The truth is that the “fair tax” reduces the percentage of the federal budget that is collected from the rich and increases the percentage of the federal budget that is collected from the poor. It does so by NOT TAXING money that rich people decide not to spend. Rich people have the luxury of not spending large portions of their income; the poor (along with many in the lower half of the middle class) spend almost every penny they make in order to make ends meet. Under the “fair tax” those people (teachers, nurses, police officers, most military personnel, most industry workers, etc.) will pay taxes on a much larger percentage of their income than what doctors, lawyers, bankers and stock brokers will pay taxes on. How is THAT fair?
The fallacy of the “fair tax” position is that they make it sound like normal Americans don’t have to spend their money if they don’t want to.
As badly as America needs tax reform, the “fair tax” (and most other sales tax proposals) are only fair to the rich…
A key point that you’re missing, Greg, is that FairTax is not limited to taxing current earnings as is the income tax. FairTax captures past capital, e.g. that inheritance passed down to the kids, as well as current earnings when they are traded for goods / services.
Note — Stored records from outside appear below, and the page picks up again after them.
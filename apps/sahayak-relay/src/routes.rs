use std::sync::Arc;

use axum::{
    extract::{Path, State, WebSocketUpgrade},
    http::{header, StatusCode},
    response::{IntoResponse, Response},
    routing::{delete, get, post},
    Json, Router,
};
use metrics_exporter_prometheus::PrometheusHandle;
use serde::{Deserialize, Serialize};
use serde_json::json;
use tower_http::{cors::CorsLayer, trace::TraceLayer};

use crate::envelope::now_millis;
use crate::error::RelayError;
use crate::relay::{self, RelayContext};
use crate::session::SessionId;

pub const WS_PATH: &str = "/sahayak-teacher";

pub struct AppState {
    pub relay: RelayContext,
    pub metrics: Option<PrometheusHandle>,
}

pub fn router(state: Arc<AppState>) -> Router {
    Router::new()
        .route("/api/sahayak/health", get(health_handler))
        .route("/api/sahayak/teacher/session", post(create_teacher_session))
        .route(
            "/api/sahayak/teacher/session/custom",
            post(create_custom_teacher_session),
        )
        .route(
            "/api/sahayak/teacher/prompt-creator",
            post(create_prompt_creator_session),
        )
        .route("/api/sahayak/teacher/sessions", get(all_sessions_handler))
        .route(
            "/api/sahayak/teacher/session/:id/status",
            get(session_status_handler),
        )
        .route(
            "/api/sahayak/teacher/session/:id",
            delete(close_session_handler),
        )
        .route("/api/sahayak/teacher/session/:id/text", post(send_text_handler))
        .route("/metrics", get(metrics_handler))
        .route(WS_PATH, get(ws_handler))
        .layer(TraceLayer::new_for_http())
        .layer(CorsLayer::permissive())
        .with_state(state)
}

#[derive(Debug)]
struct ApiError {
    status: StatusCode,
    message: String,
}

impl ApiError {
    fn new(status: StatusCode, message: impl Into<String>) -> Self {
        Self {
            status,
            message: message.into(),
        }
    }
}

impl From<RelayError> for ApiError {
    fn from(err: RelayError) -> Self {
        let status = match &err {
            RelayError::SessionNotFound(_) => StatusCode::NOT_FOUND,
            RelayError::SessionDegraded { .. } => StatusCode::SERVICE_UNAVAILABLE,
            RelayError::InvalidPayload(_) => StatusCode::BAD_REQUEST,
            RelayError::HandshakeTimeout(_) => StatusCode::GATEWAY_TIMEOUT,
            RelayError::Transport(_) => StatusCode::BAD_GATEWAY,
            RelayError::Decode(_) | RelayError::Encode(_) => StatusCode::INTERNAL_SERVER_ERROR,
        };
        Self::new(status, err.to_string())
    }
}

impl IntoResponse for ApiError {
    fn into_response(self) -> Response {
        let body = Json(json!({
            "error": self.message,
            "timestamp": now_millis(),
        }));
        (self.status, body).into_response()
    }
}

fn parse_session(raw: &str) -> Result<SessionId, ApiError> {
    raw.parse()
        .map_err(|_| ApiError::new(StatusCode::NOT_FOUND, format!("session {raw} not found")))
}

#[derive(Debug, Serialize)]
#[serde(rename_all = "camelCase")]
struct SessionCreated {
    session_id: SessionId,
    status: &'static str,
    message: &'static str,
    timestamp: i64,
}

impl SessionCreated {
    fn new(session_id: SessionId, message: &'static str) -> Json<Self> {
        Json(Self {
            session_id,
            status: "created",
            message,
            timestamp: now_millis(),
        })
    }
}

#[derive(Debug, Deserialize)]
#[serde(rename_all = "camelCase")]
struct CustomPromptRequest {
    #[serde(default)]
    custom_prompt: Option<String>,
}

#[derive(Debug, Deserialize)]
struct TextRequest {
    #[serde(default)]
    text: String,
}

#[derive(Debug, Serialize)]
#[serde(rename_all = "camelCase")]
struct SessionStatus {
    session_id: SessionId,
    active: bool,
    status: String,
    screen_sharing: bool,
    timestamp: i64,
}

async fn health_handler() -> impl IntoResponse {
    Json(json!({
        "status": "UP",
        "service": "sahayak-relay",
        "timestamp": now_millis(),
    }))
}

async fn create_teacher_session(State(state): State<Arc<AppState>>) -> Result<impl IntoResponse, ApiError> {
    let id = state.relay.orchestrator.create_session(None).await?;
    Ok(SessionCreated::new(id, "Teacher session created"))
}

async fn create_custom_teacher_session(
    State(state): State<Arc<AppState>>,
    Json(request): Json<CustomPromptRequest>,
) -> Result<impl IntoResponse, ApiError> {
    let id = state
        .relay
        .orchestrator
        .create_session(request.custom_prompt.as_deref())
        .await?;
    Ok(SessionCreated::new(id, "Teacher session created with custom prompt"))
}

async fn create_prompt_creator_session(
    State(state): State<Arc<AppState>>,
) -> Result<impl IntoResponse, ApiError> {
    let id = state
        .relay
        .orchestrator
        .create_prompt_creator_session()
        .await?;
    Ok(SessionCreated::new(id, "Prompt creator session created"))
}

async fn session_status_handler(
    State(state): State<Arc<AppState>>,
    Path(raw): Path<String>,
) -> Result<impl IntoResponse, ApiError> {
    let id = parse_session(&raw)?;
    let session = state
        .relay
        .orchestrator
        .session(&id)
        .ok_or(RelayError::SessionNotFound(id))?;
    Ok(Json(SessionStatus {
        session_id: id,
        active: session.is_active(),
        status: session.status_string(),
        screen_sharing: session.screen_sharing(),
        timestamp: now_millis(),
    }))
}

async fn close_session_handler(
    State(state): State<Arc<AppState>>,
    Path(raw): Path<String>,
) -> Result<impl IntoResponse, ApiError> {
    let id = parse_session(&raw)?;
    let closed = state.relay.orchestrator.close_session(&id);
    Ok(Json(json!({
        "sessionId": id,
        "closed": closed,
        "timestamp": now_millis(),
    })))
}

async fn all_sessions_handler(State(state): State<Arc<AppState>>) -> impl IntoResponse {
    let sessions = state.relay.orchestrator.get_all_sessions_status();
    Json(json!({
        "totalSessions": sessions.len(),
        "sessions": sessions,
        "timestamp": now_millis(),
    }))
}

async fn send_text_handler(
    State(state): State<Arc<AppState>>,
    Path(raw): Path<String>,
    Json(request): Json<TextRequest>,
) -> Result<impl IntoResponse, ApiError> {
    if request.text.trim().is_empty() {
        return Err(ApiError::new(StatusCode::BAD_REQUEST, "text must not be empty"));
    }
    let id = parse_session(&raw)?;
    state.relay.orchestrator.send_text(&id, &request.text)?;
    Ok(Json(json!({
        "sessionId": id,
        "status": "sent",
        "timestamp": now_millis(),
    })))
}

async fn metrics_handler(State(state): State<Arc<AppState>>) -> Response {
    match &state.metrics {
        Some(handle) => (
            [(header::CONTENT_TYPE, "text/plain; version=0.0.4")],
            handle.render(),
        )
            .into_response(),
        None => StatusCode::NOT_FOUND.into_response(),
    }
}

async fn ws_handler(State(state): State<Arc<AppState>>, ws: WebSocketUpgrade) -> impl IntoResponse {
    let ctx = state.relay.clone();
    ws.on_upgrade(move |socket| relay::serve_connection(socket, ctx))
}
Thanks to being taken for a ride by the large money banks, the Fed, and their accomplices in assuring interest payments thereto from wage-earners’ paychecks via withholding, we’ve arrived at a CRISIS point from which the FAIRTAX can deliver us. BUT THE WINDOW OF OPPORTUNITY WILL PASS. SHOULD WE FAIL TO ENACT THE FAIRTAX, MELTDOWN IS ASSURED. Don’t believe ME? Believe Prof. Kotlikoff, and BE VERY AFRAID:
http://snipurl.com/meltdowninprogress
PS Thanks for the vote of confidence, Mike.
No problem, great content for our readers.
Tim Carnes the grassroots candidate that is aiming to take down Lindsey Graham supports the Fair Tax Plan.
The Fair Tax group in South Carolina cannot endorse any one candidate, but they can point out those candidates that support the fair tax plan as Tim Carnes does.